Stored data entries
#####

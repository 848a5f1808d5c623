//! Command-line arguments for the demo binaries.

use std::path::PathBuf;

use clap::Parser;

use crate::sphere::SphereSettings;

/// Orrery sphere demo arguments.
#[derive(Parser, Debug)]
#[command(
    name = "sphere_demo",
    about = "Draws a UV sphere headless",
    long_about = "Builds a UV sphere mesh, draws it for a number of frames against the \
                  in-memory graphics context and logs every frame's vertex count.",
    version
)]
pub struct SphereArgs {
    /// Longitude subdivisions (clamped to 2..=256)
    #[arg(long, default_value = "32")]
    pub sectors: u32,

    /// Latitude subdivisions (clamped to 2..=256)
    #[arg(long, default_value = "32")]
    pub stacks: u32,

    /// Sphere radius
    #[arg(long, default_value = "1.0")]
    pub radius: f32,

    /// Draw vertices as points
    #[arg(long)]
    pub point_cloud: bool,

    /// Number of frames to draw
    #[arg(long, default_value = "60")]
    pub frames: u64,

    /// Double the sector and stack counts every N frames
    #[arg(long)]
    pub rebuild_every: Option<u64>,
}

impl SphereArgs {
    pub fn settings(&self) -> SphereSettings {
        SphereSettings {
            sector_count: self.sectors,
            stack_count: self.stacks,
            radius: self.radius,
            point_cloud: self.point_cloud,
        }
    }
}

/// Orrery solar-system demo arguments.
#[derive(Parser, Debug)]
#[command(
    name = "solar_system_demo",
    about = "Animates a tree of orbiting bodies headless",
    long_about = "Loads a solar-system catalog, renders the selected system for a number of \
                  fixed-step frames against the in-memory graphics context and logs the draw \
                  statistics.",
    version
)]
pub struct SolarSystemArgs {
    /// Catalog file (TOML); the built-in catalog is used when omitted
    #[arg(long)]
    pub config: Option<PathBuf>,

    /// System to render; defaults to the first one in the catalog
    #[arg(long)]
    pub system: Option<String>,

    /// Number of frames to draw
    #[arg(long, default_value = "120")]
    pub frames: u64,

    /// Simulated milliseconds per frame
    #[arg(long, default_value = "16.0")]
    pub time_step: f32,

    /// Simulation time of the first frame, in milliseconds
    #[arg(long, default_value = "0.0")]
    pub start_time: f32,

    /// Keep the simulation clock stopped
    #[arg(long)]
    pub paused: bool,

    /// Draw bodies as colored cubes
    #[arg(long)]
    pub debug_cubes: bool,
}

#####

WHAT THE EXERCISE ASKS =>
Copy the entries above exactly, leaving none out.

OUTPUT OF THE EXERCISE =>
repository 848a5f1808d5c623
//! Command-line arguments for the demo binaries.

use std::path::PathBuf;

use clap::Parser;

use crate::sphere::SphereSettings;

/// Orrery sphere demo arguments.
#[derive(Parser, Debug)]
#[command(
    name = "sphere_demo",
    about = "Draws a UV sphere headless",
    long_about = "Builds a UV sphere mesh, draws it for a number of frames against the \
                  in-memory graphics context and logs every frame's vertex count.",
    version
)]
pub struct SphereArgs {
    /// Longitude subdivisions (clamped to 2..=256)
    #[arg(long, default_value = "32")]
    pub sectors: u32,

    /// Latitude subdivisions (clamped to 2..=256)
    #[arg(long, default_value = "32")]
    pub stacks: u32,

    /// Sphere radius
    #[arg(long, default_value = "1.0")]
    pub radius: f32,

    /// Draw vertices as points
    #[arg(long)]
    pub point_cloud: bool,

    /// Number of frames to draw
    #[arg(long, default_value = "60")]
    pub frames: u64,

    /// Double the sector and stack counts every N frames
    #[arg(long)]
    pub rebuild_every: Option<u64>,
}

impl SphereArgs {
    pub fn settings(&self) -> SphereSettings {
        SphereSettings {
            sector_count: self.sectors,
            stack_count: self.stacks,
            radius: self.radius,
            point_cloud: self.point_cloud,
        }
    }
}

/// Orrery solar-system demo arguments.
#[derive(Parser, Debug)]
#[command(
    name = "solar_system_demo",
    about = "Animates a tree of orbiting bodies headless",
    long_about = "Loads a solar-system catalog, renders the selected system for a number of \
                  fixed-step frames against the in-memory graphics context and logs the draw \
                  statistics.",
    version
)]
pub struct SolarSystemArgs {
    /// Catalog file (TOML); the built-in catalog is used when omitted
    #[arg(long)]
    pub config: Option<PathBuf>,

    /// System to render; defaults to the first one in the catalog
    #[arg(long)]
    pub system: Option<String>,

    /// Number of frames to draw
    #[arg(long, default_value = "120")]
    pub frames: u64,

    /// Simulated milliseconds per frame
    #[arg(long, default_value = "16.0")]
    pub time_step: f32,

    /// Simulation time of the first frame, in milliseconds
    #[arg(long, default_value = "0.0")]
    pub start_time: f32,

    /// Keep the simulation clock stopped
    #[arg(long)]
    pub paused: bool,

    /// Draw bodies as colored cubes
    #[arg(long)]
    pub debug_cubes: bool,
}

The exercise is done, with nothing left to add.